La ville palestinienne de Bruqin en Cisjordanie, et des drapeaux israéliens placés sur une maison palestinienne détruite par l’armée israélienne

Les signes des récents déchaînements de l’armée et des colons sont évidents sous la forme de maisons incendiées et de squelettes de voitures brûlées, dans la démolition d’un immeuble de trois étages à la périphérie de la ville, et surtout dans les monstrueux travaux de terrassement actuellement effectués par les bulldozers aux abords de la ville, apparemment dans le but d’isoler encore plus la ville. Les colons y ont déjà installé une cabane et ont creusé un chemin de terre parallèle à la 446 – prélude à un avant-poste punitif.

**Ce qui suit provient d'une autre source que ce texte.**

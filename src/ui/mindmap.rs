use crate::app::AppState;
use crate::layout::{Bounds, LayoutEngine, LayoutNode};
use crate::model::{Position, ThemeColor};
use crate::ui::canvas::BufferCanvas;
use crate::ui::constants::{
    AI_MARKER, CELL_ASPECT, EDGE_CHAR, LABEL_MAX_WIDTH, MARGIN_X, MARGIN_Y, MAX_SCALE, PENDING_MARKER,
};
use crate::ui::text::{fit_width, label};
use ratatui::{
    layout::Rect,
    style::{Color, Modifier, Style},
    widgets::Paragraph,
    Frame,
};
use unicode_width::UnicodeWidthStr;

/// Maps layout coordinates onto terminal cells, fitting the layout's
/// bounding box into the canvas and keeping circles round.
#[derive(Debug, Clone, Copy, PartialEq)]
pub struct Projection {
    scale_x: f64,
    scale_y: f64,
    center: Position,
    canvas_center: (f64, f64),
}

impl Projection {
    pub fn fit(bounds: &Bounds, width: usize, height: usize) -> Self {
        let usable_w = (width as f64 - 2.0 * MARGIN_X).max(1.0);
        let usable_h = (height as f64 - 2.0 * MARGIN_Y).max(1.0);

        let by_width = if bounds.width() > 0.0 {
            usable_w / (bounds.width() * CELL_ASPECT)
        } else {
            f64::INFINITY
        };
        let by_height = if bounds.height() > 0.0 {
            usable_h / bounds.height()
        } else {
            f64::INFINITY
        };
        let scale_y = by_width.min(by_height).min(MAX_SCALE);

        Self {
            scale_x: scale_y * CELL_ASPECT,
            scale_y,
            center: Position::new(
                (bounds.min_x + bounds.max_x) / 2.0,
                (bounds.min_y + bounds.max_y) / 2.0,
            ),
            canvas_center: (width as f64 / 2.0, height as f64 / 2.0),
        }
    }

    pub fn project(&self, p: Position) -> (i64, i64) {
        let x = self.canvas_center.0 + (p.x - self.center.x) * self.scale_x;
        let y = self.canvas_center.1 + (p.y - self.center.y) * self.scale_y;
        (x.floor() as i64, y.floor() as i64)
    }
}

fn accent(color: ThemeColor) -> Color {
    let (r, g, b) = color.accent();
    Color::Rgb(r, g, b)
}

// Mind map renderer
pub struct MindMapRenderer<'a> {
    app: &'a AppState,
    layout: &'a LayoutEngine,
}

impl<'a> MindMapRenderer<'a> {
    pub fn new(app: &'a AppState) -> Self {
        Self {
            app,
            layout: &app.layout,
        }
    }

    pub fn render(&self, frame: &mut Frame, area: Rect) {
        let canvas = self.draw(area.width as usize, area.height as usize);
        let paragraph = Paragraph::new(canvas.to_lines());
        frame.render_widget(paragraph, area);
    }

    pub fn draw(&self, width: usize, height: usize) -> BufferCanvas {
        let mut canvas = BufferCanvas::new(width, height);
        let projection = Projection::fit(&self.layout.bounds, width, height);

        let edge_style = Style::default().fg(Color::DarkGray);
        for edge in &self.layout.edges {
            if let (Some(source), Some(target)) = (self.layout.get(&edge.source), self.layout.get(&edge.target)) {
                canvas.draw_line(
                    projection.project(source.position),
                    projection.project(target.position),
                    EDGE_CHAR,
                    edge_style,
                );
            }
        }

        // Labels go on top of the edges
        for node in &self.layout.nodes {
            self.draw_label(&mut canvas, &projection, node);
        }

        canvas
    }

    fn draw_label(&self, canvas: &mut BufferCanvas, projection: &Projection, node: &LayoutNode) {
        let mut text = String::new();
        if node.node.is_ai_generated {
            text.push_str(AI_MARKER);
        }
        text.push_str(&label(&node.node.content));
        if self.app.ai.in_flight() == Some(node.id.as_str()) {
            text.push_str(PENDING_MARKER);
        }
        let text = fit_width(&text, LABEL_MAX_WIDTH);

        let mut style = Style::default().fg(accent(node.node.color));
        if node.is_root {
            style = style.add_modifier(Modifier::BOLD);
        }
        if self.app.move_source.as_deref() == Some(node.id.as_str()) {
            style = style.add_modifier(Modifier::UNDERLINED);
        }
        if self.app.selected_node_id.as_deref() == Some(node.id.as_str()) {
            style = style.add_modifier(Modifier::REVERSED | Modifier::BOLD);
        }

        let (x, y) = projection.project(node.position);
        let half = (UnicodeWidthStr::width(text.as_str()) / 2) as i64;
        canvas.draw_styled_text(x - half, y, &text, style);
    }
}
use thiserror::Error;

// Bring in the specific errors of each concern we want to wrap
use crate::ai::AiError;
use crate::config::ConfigError;
use crate::storage::StorageError;
use crate::tree::TreeError;

#[derive(Error, Debug)]
pub enum AppError {
    #[error("Configuration error: {0}")]
    Config(#[from] ConfigError),

    #[error("Storage error: {0}")]
    Storage(#[from] StorageError),

    #[error("Serialization/Deserialization error (JSON): {0}")]
    Json(#[from] serde_json::Error),

    #[error("Invalid mind map structure: {0}")]
    Tree(#[from] TreeError),

    #[error("AI idea generation failed: {0}")]
    Ai(#[from] AiError),

    #[error("Node with ID {0} not found")]
    NodeNotFound(String),

    #[error("Mind map with ID {0} not found")]
    MapNotFound(String),

    #[error("No mind map is selected")]
    NoCurrentMap,

    #[error("Invalid operation: Cannot delete the root node")]
    CannotDeleteRoot,

    #[error("An AI request is already in progress for node {0}")]
    AiBusy(String),
}

pub type AppResult<T> = Result<T, AppError>;
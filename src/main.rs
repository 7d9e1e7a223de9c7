use ai_mindmap::{actions, ai, app, event, storage, store, ui};

use ai::{AiError, CommandIdeaGenerator, IdeaGenerator, IdeaRequest};
use anyhow::Result;
use app::AppState;
use clap::Parser;
use ai_mindmap::config::{load_config, AppConfig, CliArgs};
use crossterm::{
    execute,
    terminal::{disable_raw_mode, enable_raw_mode, EnterAlternateScreen, LeaveAlternateScreen},
};
use ratatui::{backend::CrosstermBackend, Terminal};
use std::fs::{self, OpenOptions};
use std::io;
use std::sync::mpsc::{self, Receiver, Sender};
use std::sync::Arc;
use std::thread;
use storage::{FileStore, KeyValueStore, MemoryStore};
use store::MindMapStore;

type IdeaResult = Result<Vec<String>, AiError>;

fn main() -> Result<()> {
    // Parse command line arguments
    let args = CliArgs::parse();

    // Load configuration
    let config = load_config(&args)?;

    if args.debug_config {
        println!("Configuration:");
        println!("{:#?}", config);
        return Ok(());
    }

    init_logging(&config);

    let store = open_store(&config);
    let mut app = AppState::new(config, store);

    if let Some(path) = app.config.import.clone() {
        actions::import_map(&mut app, &path)?;
    }

    if let Some(path) = app.config.export.clone() {
        let written = actions::export_map(&app, &path)?;
        println!("Exported current map to {}", written.display());
        return Ok(());
    }

    app.ensure_current_map();

    let generator: Option<Arc<dyn IdeaGenerator>> = app
        .config
        .idea_command
        .clone()
        .map(|cmd| Arc::new(CommandIdeaGenerator::new(cmd)) as Arc<dyn IdeaGenerator>);

    // Setup terminal
    enable_raw_mode()?;
    let mut stdout = io::stdout();
    execute!(stdout, EnterAlternateScreen)?;
    let backend = CrosstermBackend::new(stdout);
    let mut terminal = Terminal::new(backend)?;

    // Clear the terminal
    terminal.clear()?;

    // Run the main loop
    let res = run_app(&mut terminal, &mut app, generator);

    // Restore terminal
    disable_raw_mode()?;
    execute!(terminal.backend_mut(), LeaveAlternateScreen)?;
    terminal.show_cursor()?;

    // Handle any errors from the main loop
    if let Err(err) = res {
        log::error!("main loop failed: {}", err);
        eprintln!("Error: {}", err);
    }

    Ok(())
}

// The terminal belongs to the UI, so log lines go to a file
fn init_logging(config: &AppConfig) {
    let path = config.log_path();
    if let Some(parent) = path.parent() {
        let _ = fs::create_dir_all(parent);
    }

    let file = match OpenOptions::new().create(true).append(true).open(&path) {
        Ok(file) => file,
        Err(e) => {
            eprintln!("Logging disabled, cannot open {}: {}", path.display(), e);
            return;
        }
    };

    let result = env_logger::Builder::new()
        .parse_filters(&config.log_level)
        .format_timestamp_millis()
        .target(env_logger::Target::Pipe(Box::new(file)))
        .try_init();
    if let Err(e) = result {
        eprintln!("Logging disabled: {}", e);
    }
}

fn open_store(config: &AppConfig) -> MindMapStore {
    let backend: Box<dyn KeyValueStore> = if config.ephemeral {
        log::info!("ephemeral session, nothing is written to disk");
        Box::new(MemoryStore::new())
    } else {
        log::info!("storing mind maps in {}", config.data_dir.display());
        Box::new(FileStore::new(config.data_dir.clone()))
    };
    MindMapStore::load(backend, config.storage_key.clone())
}

fn spawn_request(generator: Arc<dyn IdeaGenerator>, request: IdeaRequest, tx: Sender<IdeaResult>) {
    thread::spawn(move || {
        let result = generator.generate(&request);
        // The receiver is gone only when the app is shutting down
        let _ = tx.send(result);
    });
}

fn run_app<B: ratatui::backend::Backend>(
    terminal: &mut Terminal<B>,
    app: &mut AppState,
    generator: Option<Arc<dyn IdeaGenerator>>,
) -> Result<()> {
    let (tx, rx): (Sender<IdeaResult>, Receiver<IdeaResult>) = mpsc::channel();

    while app.running {
        // Draw the UI
        terminal.draw(|frame| ui::render(frame, app))?;

        // Handle events
        if let Some(action) = event::handle_events(app)? {
            app.clear_message();
            actions::execute_action(action, app)?;
        }

        // Hand a freshly claimed idea request to a worker
        if let Some(request) = app.pending_request.take() {
            match generator.clone() {
                Some(generator) => spawn_request(generator, request, tx.clone()),
                None => actions::apply_ideas(app, Err(AiError::NotConfigured)),
            }
        }

        // Apply settled requests on this thread
        while let Ok(result) = rx.try_recv() {
            actions::apply_ideas(app, result);
        }
    }

    Ok(())
}
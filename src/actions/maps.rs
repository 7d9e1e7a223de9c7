use crate::actions::editing;
use crate::app::{AppState, EditTarget};

pub fn new_map(app: &mut AppState) {
    let map = app.create_map(None);
    // Name it straight away; Esc keeps the default title
    editing::begin_edit(app, EditTarget::MapTitle, String::new());
    log::debug!("new map {} ready for naming", map.id);
}

pub fn switch_map(app: &mut AppState, forward: bool) {
    match app.cycle_map(forward) {
        Ok(()) => {
            if let Some(map) = app.current_map() {
                let msg = format!("Map: {}", map.title);
                app.set_message(msg);
            }
        }
        Err(e) => app.set_message(e.to_string()),
    }
}

pub fn start_rename(app: &mut AppState) {
    if let Some(title) = app.current_map().map(|m| m.title.clone()) {
        editing::begin_edit(app, EditTarget::MapTitle, title);
    }
}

Les soldats ont également fait irruption dans le bâtiment du conseil municipal, l’endommageant. Dans son bureau, le chef du conseil, Faed Sabra, 52 ans, et ses assistants rédigent un rapport détaillé sur tous les dégâts causés par l’armée et les colons sous son patronage. Les soldats ont envahi 740 maisons, que ce soit pour effectuer des perquisitions ou pour harceler et intimider les habitants. Ils ont pris le contrôle de 23 maisons, expulsé les habitants et y sont restés pendant toute la durée du couvre-feu de neuf jours. Les colons ont incendié huit voitures, une maison de trois étages a été démolie et cinq autres maisons partiellement endommagées, et le camion à ordures du conseil a été mis en fourrière (sur la base de l’incroyable allégation selon laquelle il avait ramassé des ordures dans la zone C, les sections de la Cisjordanie sous contrôle israélien total).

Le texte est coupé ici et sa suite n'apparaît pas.